■ Exercise brief:
Copy every line of the data that contains the string "AnalysisInput".

■ The records:
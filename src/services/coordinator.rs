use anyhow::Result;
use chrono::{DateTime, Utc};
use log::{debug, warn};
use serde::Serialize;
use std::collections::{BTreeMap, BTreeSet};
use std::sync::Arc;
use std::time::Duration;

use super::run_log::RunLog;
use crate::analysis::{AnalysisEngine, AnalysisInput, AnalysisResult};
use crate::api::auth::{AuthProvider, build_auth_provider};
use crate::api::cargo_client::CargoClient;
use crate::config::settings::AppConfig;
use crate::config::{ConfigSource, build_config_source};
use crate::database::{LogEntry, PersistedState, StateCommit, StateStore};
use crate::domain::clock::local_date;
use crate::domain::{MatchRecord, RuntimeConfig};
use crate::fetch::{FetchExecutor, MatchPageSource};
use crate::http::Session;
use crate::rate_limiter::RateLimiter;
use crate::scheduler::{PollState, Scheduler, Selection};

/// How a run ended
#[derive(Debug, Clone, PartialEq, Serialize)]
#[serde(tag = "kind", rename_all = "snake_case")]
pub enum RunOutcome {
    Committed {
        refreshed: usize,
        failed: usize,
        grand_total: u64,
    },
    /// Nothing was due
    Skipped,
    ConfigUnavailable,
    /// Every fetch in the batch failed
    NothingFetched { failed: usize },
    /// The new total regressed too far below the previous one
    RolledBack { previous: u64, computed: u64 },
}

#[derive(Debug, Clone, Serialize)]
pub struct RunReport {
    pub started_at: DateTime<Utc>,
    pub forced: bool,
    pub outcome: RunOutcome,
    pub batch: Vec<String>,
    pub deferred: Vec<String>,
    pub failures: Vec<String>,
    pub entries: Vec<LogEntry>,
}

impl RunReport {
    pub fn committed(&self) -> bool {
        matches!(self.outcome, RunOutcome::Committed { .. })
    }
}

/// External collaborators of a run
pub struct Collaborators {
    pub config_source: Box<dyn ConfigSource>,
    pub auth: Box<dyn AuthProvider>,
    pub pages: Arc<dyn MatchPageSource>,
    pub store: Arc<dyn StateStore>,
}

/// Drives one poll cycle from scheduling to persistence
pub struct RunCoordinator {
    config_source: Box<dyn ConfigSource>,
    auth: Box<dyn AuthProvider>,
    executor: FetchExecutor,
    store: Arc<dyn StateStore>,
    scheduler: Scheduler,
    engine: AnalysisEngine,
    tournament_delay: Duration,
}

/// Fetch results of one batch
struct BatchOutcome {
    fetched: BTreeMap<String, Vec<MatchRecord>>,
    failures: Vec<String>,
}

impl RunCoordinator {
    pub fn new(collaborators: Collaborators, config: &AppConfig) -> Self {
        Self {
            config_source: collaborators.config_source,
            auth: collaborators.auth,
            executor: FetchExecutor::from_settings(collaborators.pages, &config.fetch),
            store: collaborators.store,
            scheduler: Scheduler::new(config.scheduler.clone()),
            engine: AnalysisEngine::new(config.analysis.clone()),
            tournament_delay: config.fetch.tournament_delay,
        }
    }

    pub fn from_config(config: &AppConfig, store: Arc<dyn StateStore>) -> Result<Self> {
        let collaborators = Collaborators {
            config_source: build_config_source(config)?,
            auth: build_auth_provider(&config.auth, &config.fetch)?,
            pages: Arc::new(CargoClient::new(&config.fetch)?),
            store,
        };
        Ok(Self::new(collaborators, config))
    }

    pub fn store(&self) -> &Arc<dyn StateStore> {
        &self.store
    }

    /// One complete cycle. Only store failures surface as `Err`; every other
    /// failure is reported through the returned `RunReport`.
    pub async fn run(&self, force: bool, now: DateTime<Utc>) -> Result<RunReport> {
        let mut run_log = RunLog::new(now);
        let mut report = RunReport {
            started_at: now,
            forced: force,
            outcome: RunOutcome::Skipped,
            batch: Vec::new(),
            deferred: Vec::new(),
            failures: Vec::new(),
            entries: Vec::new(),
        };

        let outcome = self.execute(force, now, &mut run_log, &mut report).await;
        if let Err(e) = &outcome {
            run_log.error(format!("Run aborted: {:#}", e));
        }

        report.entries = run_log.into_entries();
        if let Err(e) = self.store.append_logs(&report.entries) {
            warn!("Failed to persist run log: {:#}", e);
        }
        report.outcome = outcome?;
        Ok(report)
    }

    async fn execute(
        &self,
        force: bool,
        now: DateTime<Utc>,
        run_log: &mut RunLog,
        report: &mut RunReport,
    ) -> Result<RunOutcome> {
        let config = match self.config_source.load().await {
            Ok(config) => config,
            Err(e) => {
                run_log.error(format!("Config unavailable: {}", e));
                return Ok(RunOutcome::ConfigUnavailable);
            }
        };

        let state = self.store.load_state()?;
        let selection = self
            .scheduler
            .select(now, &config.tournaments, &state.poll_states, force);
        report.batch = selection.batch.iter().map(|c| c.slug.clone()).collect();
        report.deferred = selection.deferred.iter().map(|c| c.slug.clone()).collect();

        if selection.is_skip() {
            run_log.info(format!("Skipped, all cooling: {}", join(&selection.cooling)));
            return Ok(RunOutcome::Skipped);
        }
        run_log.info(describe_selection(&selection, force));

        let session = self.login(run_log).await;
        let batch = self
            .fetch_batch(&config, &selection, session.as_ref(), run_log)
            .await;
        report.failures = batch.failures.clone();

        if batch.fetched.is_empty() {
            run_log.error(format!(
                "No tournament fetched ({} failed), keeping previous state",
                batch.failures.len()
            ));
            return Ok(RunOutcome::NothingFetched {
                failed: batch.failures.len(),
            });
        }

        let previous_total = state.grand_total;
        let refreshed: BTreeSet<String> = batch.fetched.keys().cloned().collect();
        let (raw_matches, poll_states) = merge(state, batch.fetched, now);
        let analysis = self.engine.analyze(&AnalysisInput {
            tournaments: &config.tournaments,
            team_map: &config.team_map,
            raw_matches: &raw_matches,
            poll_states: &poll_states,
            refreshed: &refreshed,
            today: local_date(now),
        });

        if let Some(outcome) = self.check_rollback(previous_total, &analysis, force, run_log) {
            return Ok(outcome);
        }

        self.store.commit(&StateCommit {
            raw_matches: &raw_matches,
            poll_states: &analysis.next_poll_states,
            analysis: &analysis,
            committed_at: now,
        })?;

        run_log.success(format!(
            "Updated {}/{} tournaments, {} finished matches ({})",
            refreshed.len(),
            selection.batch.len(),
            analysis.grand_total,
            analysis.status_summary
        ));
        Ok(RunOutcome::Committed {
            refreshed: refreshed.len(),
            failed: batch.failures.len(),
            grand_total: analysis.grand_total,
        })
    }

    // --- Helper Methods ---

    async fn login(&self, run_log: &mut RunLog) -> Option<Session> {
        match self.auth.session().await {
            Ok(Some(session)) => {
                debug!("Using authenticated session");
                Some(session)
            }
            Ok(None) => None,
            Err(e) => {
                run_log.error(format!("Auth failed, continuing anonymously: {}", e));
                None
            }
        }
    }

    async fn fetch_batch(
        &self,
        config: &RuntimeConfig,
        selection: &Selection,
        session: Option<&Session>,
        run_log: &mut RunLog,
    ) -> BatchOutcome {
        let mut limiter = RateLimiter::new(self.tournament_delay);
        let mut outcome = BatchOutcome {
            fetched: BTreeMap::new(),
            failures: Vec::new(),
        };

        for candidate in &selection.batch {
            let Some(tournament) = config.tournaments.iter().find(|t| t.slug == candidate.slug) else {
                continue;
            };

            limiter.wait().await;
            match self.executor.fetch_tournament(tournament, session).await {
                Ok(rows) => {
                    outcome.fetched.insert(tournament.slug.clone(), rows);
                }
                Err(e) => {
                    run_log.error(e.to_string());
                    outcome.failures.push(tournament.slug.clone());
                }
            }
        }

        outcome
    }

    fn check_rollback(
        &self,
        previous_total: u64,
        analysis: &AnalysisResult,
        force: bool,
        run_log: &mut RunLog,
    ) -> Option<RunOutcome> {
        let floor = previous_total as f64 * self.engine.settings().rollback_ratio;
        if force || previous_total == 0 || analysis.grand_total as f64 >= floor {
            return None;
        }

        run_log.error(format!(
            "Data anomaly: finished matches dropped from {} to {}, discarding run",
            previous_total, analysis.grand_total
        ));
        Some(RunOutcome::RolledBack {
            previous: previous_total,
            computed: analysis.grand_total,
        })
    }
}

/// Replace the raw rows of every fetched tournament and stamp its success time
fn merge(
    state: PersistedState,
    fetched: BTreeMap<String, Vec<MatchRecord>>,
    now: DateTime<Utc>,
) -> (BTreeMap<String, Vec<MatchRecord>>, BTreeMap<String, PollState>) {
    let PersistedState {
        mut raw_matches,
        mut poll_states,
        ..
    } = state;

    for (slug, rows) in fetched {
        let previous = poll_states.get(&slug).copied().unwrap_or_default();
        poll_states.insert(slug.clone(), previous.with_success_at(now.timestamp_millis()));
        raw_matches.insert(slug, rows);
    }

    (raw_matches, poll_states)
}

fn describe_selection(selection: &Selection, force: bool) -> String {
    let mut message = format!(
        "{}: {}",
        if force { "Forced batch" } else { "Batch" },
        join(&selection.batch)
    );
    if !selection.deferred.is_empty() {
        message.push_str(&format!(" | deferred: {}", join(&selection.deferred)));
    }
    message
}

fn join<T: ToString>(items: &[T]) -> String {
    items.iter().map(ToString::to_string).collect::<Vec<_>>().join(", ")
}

■ Exercise output:
use crate::analysis::{AnalysisEngine, AnalysisInput, AnalysisResult};
        let analysis = self.engine.analyze(&AnalysisInput {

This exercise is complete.